_Problem details_
Output each record in full, exactly as it stands.

_Data to use_
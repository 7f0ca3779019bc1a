//! HTML parser for extracting anchor links
//!
//! This module walks a parsed document and collects every `href` value found
//! on an `<a>` element. It does no filtering or resolution; that belongs to
//! the page processor and the URL normalizer.

use scraper::{Html, Node};
use std::collections::HashSet;

/// Parses an HTML document
///
/// The underlying parser (html5ever) recovers from malformed markup, so this
/// never fails.
pub fn parse_html(body: &str) -> Html {
    Html::parse_document(body)
}

/// Collects every anchor `href` in the document
///
/// The traversal is an exhaustive depth-first walk in document order: the
/// node itself, then its children left to right. Anchors without an `href`
/// contribute nothing; empty `href` values are kept.
///
/// # Example
///
/// ```
/// use linkcrawl::crawler::{extract_hrefs, parse_html};
///
/// let html = r#"<div><a href="/one">1</a><p><a href="/two">2</a></p></div>"#;
/// let document = parse_html(html);
/// assert_eq!(extract_hrefs(&document), vec!["/one", "/two"]);
/// ```
pub fn extract_hrefs(document: &Html) -> Vec<String> {
    document
        .tree
        .root()
        .descendants()
        .filter_map(|node| match node.value() {
            Node::Element(element) if element.name() == "a" => element.attr("href"),
            _ => None,
        })
        .map(str::to_string)
        .collect()
}

/// Convenience function for extracting the raw hrefs of an HTML string
pub fn extract_links(body: &str) -> Vec<String> {
    extract_hrefs(&parse_html(body))
}

/// Removes empty and repeated links, keeping first-occurrence order
///
/// # Example
///
/// ```
/// use linkcrawl::crawler::filtered_links;
///
/// let links = vec!["/a".to_string(), "".to_string(), "/b".to_string(), "/a".to_string()];
/// assert_eq!(filtered_links(links), vec!["/a", "/b"]);
/// ```
pub fn filtered_links(links: Vec<String>) -> Vec<String> {
    let mut seen = HashSet::new();
    links
        .into_iter()
        .filter(|link| !link.is_empty())
        .filter(|link| seen.insert(link.clone()))
        .collect()
}

#[cfg(test)]
mod tests {
    use super::*;

    const SEVEN_LINKS: &str = r#"
        <html>
        <body>
        <p><a href="/">Link1</a></p>
        <p><a href="/home">Link2</a></p>
        <p><a href="/about">Link3</a></p>
        <p><a href="/blog">Link4</a></p>
        <p><a href="/contact">Link5</a></p>
        <p><a href="/privacy">Link6</a></p>
        <p><a href="/cookies">Link7</a></p>
        </body>
        </html>"#;

    #[test]
    fn test_extract_seven_links() {
        let links = extract_links(SEVEN_LINKS);
        assert_eq!(links.len(), 7);
        assert_eq!(links[0], "/");
        assert_eq!(links[6], "/cookies");
    }

    #[test]
    fn test_nesting_depth_does_not_matter() {
        let html = r#"
            <html><body>
                <a href="/top">Top</a>
                <div><div><div><section><ul><li><span>
                    <a href="/deep">Deep</a>
                </span></li></ul></section></div></div></div>
                <footer><nav><a href="/footer">Footer</a></nav></footer>
            </body></html>
        "#;
        assert_eq!(extract_links(html), vec!["/top", "/deep", "/footer"]);
    }

    #[test]
    fn test_document_order_across_head_and_body() {
        let html = r#"
            <html>
            <head><title>t</title></head>
            <body>
                <div><a href="/first">1</a><div><a href="/second">2</a></div></div>
                <a href="/third">3</a>
            </body>
            </html>
        "#;
        assert_eq!(extract_links(html), vec!["/first", "/second", "/third"]);
    }

    #[test]
    fn test_anchor_without_href_is_skipped() {
        let html = r#"<a name="top">Top</a><a href="/page">Page</a>"#;
        assert_eq!(extract_links(html), vec!["/page"]);
    }

    #[test]
    fn test_no_filtering_at_extraction() {
        let html = r##"
            <a href="mailto:test@example.com">Mail</a>
            <a href="#section">Jump</a>
            <a href="https://other.com/page">Other</a>
            <a href="">Empty</a>
            <a href="/page">Page</a>
            <a href="/page">Again</a>
        "##;
        let links = extract_links(html);
        assert_eq!(links.len(), 6);
        assert_eq!(links[3], "");
    }

    #[test]
    fn test_other_elements_are_ignored() {
        let html = r#"
            <link rel="canonical" href="https://example.com/canonical" />
            <img src="/logo.png">
            <script src="/app.js"></script>
            <area href="/map">
        "#;
        assert!(extract_links(html).is_empty());
    }

    #[test]
    fn test_malformed_markup_still_yields_links() {
        let html = r#"<div><p><a href="/unclosed">no closing tags<a href="/next">"#;
        assert_eq!(extract_links(html), vec!["/unclosed", "/next"]);
    }

    #[test]
    fn test_filtered_links_dedupes() {
        let raw: Vec<String> = [
            "https://example.com",
            "https://example.com",
            "https://example.com",
            "https://example.com/path",
            "https://example.com/path",
            "https://example.com/path",
        ]
        .iter()
        .map(|s| s.to_string())
        .collect();

        assert_eq!(
            filtered_links(raw),
            vec!["https://example.com", "https://example.com/path"]
        );
    }

    #[test]
    fn test_filtered_links_drops_empty_and_keeps_order() {
        let raw: Vec<String> = ["", "/b", "/a", "", "/b", "/c", "/a"]
            .iter()
            .map(|s| s.to_string())
            .collect();

        assert_eq!(filtered_links(raw), vec!["/b", "/a", "/c"]);
    }
}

_Reply to the task_
repository 7f0ca3779019bc1a
//! HTML parser for extracting anchor links
//!
//! This module walks a parsed document and collects every `href` value found
//! on an `<a>` element. It does no filtering or resolution; that belongs to
//! the page processor and the URL normalizer.

use scraper::{Html, Node};
use std::collections::HashSet;

/// Parses an HTML document
///
/// The underlying parser (html5ever) recovers from malformed markup, so this
/// never fails.
pub fn parse_html(body: &str) -> Html {
    Html::parse_document(body)
}

/// Collects every anchor `href` in the document
///
/// The traversal is an exhaustive depth-first walk in document order: the
/// node itself, then its children left to right. Anchors without an `href`
/// contribute nothing; empty `href` values are kept.
///
/// # Example
///
/// ```
/// use linkcrawl::crawler::{extract_hrefs, parse_html};
///
/// let html = r#"<div><a href="/one">1</a><p><a href="/two">2</a></p></div>"#;
/// let document = parse_html(html);
/// assert_eq!(extract_hrefs(&document), vec!["/one", "/two"]);
/// ```
pub fn extract_hrefs(document: &Html) -> Vec<String> {
    document
        .tree
        .root()
        .descendants()
        .filter_map(|node| match node.value() {
            Node::Element(element) if element.name() == "a" => element.attr("href"),
            _ => None,
        })
        .map(str::to_string)
        .collect()
}

/// Convenience function for extracting the raw hrefs of an HTML string
pub fn extract_links(body: &str) -> Vec<String> {
    extract_hrefs(&parse_html(body))
}

/// Removes empty and repeated links, keeping first-occurrence order
///
/// # Example
///
/// ```
/// use linkcrawl::crawler::filtered_links;
///
/// let links = vec!["/a".to_string(), "".to_string(), "/b".to_string(), "/a".to_string()];
/// assert_eq!(filtered_links(links), vec!["/a", "/b"]);
/// ```
pub fn filtered_links(links: Vec<String>) -> Vec<String> {
    let mut seen = HashSet::new();
    links
        .into_iter()
        .filter(|link| !link.is_empty())
        .filter(|link| seen.insert(link.clone()))
        .collect()
}

#[cfg(test)]
mod tests {
    use super::*;

    const SEVEN_LINKS: &str = r#"
        <html>
        <body>
        <p><a href="/">Link1</a></p>
        <p><a href="/home">Link2</a></p>
        <p><a href="/about">Link3</a></p>
        <p><a href="/blog">Link4</a></p>
        <p><a href="/contact">Link5</a></p>
        <p><a href="/privacy">Link6</a></p>
        <p><a href="/cookies">Link7</a></p>
        </body>
        </html>"#;

    #[test]
    fn test_extract_seven_links() {
        let links = extract_links(SEVEN_LINKS);
        assert_eq!(links.len(), 7);
        assert_eq!(links[0], "/");
        assert_eq!(links[6], "/cookies");
    }

    #[test]
    fn test_nesting_depth_does_not_matter() {
        let html = r#"
            <html><body>
                <a href="/top">Top</a>
                <div><div><div><section><ul><li><span>
                    <a href="/deep">Deep</a>
                </span></li></ul></section></div></div></div>
                <footer><nav><a href="/footer">Footer</a></nav></footer>
            </body></html>
        "#;
        assert_eq!(extract_links(html), vec!["/top", "/deep", "/footer"]);
    }

    #[test]
    fn test_document_order_across_head_and_body() {
        let html = r#"
            <html>
            <head><title>t</title></head>
            <body>
                <div><a href="/first">1</a><div><a href="/second">2</a></div></div>
                <a href="/third">3</a>
            </body>
            </html>
        "#;
        assert_eq!(extract_links(html), vec!["/first", "/second", "/third"]);
    }

    #[test]
    fn test_anchor_without_href_is_skipped() {
        let html = r#"<a name="top">Top</a><a href="/page">Page</a>"#;
        assert_eq!(extract_links(html), vec!["/page"]);
    }

    #[test]
    fn test_no_filtering_at_extraction() {
        let html = r##"
            <a href="mailto:test@example.com">Mail</a>
            <a href="#section">Jump</a>
            <a href="https://other.com/page">Other</a>
            <a href="">Empty</a>
            <a href="/page">Page</a>
            <a href="/page">Again</a>
        "##;
        let links = extract_links(html);
        assert_eq!(links.len(), 6);
        assert_eq!(links[3], "");
    }

    #[test]
    fn test_other_elements_are_ignored() {
        let html = r#"
            <link rel="canonical" href="https://example.com/canonical" />
            <img src="/logo.png">
            <script src="/app.js"></script>
            <area href="/map">
        "#;
        assert!(extract_links(html).is_empty());
    }

    #[test]
    fn test_malformed_markup_still_yields_links() {
        let html = r#"<div><p><a href="/unclosed">no closing tags<a href="/next">"#;
        assert_eq!(extract_links(html), vec!["/unclosed", "/next"]);
    }

    #[test]
    fn test_filtered_links_dedupes() {
        let raw: Vec<String> = [
            "https://example.com",
            "https://example.com",
            "https://example.com",
            "https://example.com/path",
            "https://example.com/path",
            "https://example.com/path",
        ]
        .iter()
        .map(|s| s.to_string())
        .collect();

        assert_eq!(
            filtered_links(raw),
            vec!["https://example.com", "https://example.com/path"]
        );
    }

    #[test]
    fn test_filtered_links_drops_empty_and_keeps_order() {
        let raw: Vec<String> = ["", "/b", "/a", "", "/b", "/c", "/a"]
            .iter()
            .map(|s| s.to_string())
            .collect();

        assert_eq!(filtered_links(raw), vec!["/b", "/a", "/c"]);
    }
}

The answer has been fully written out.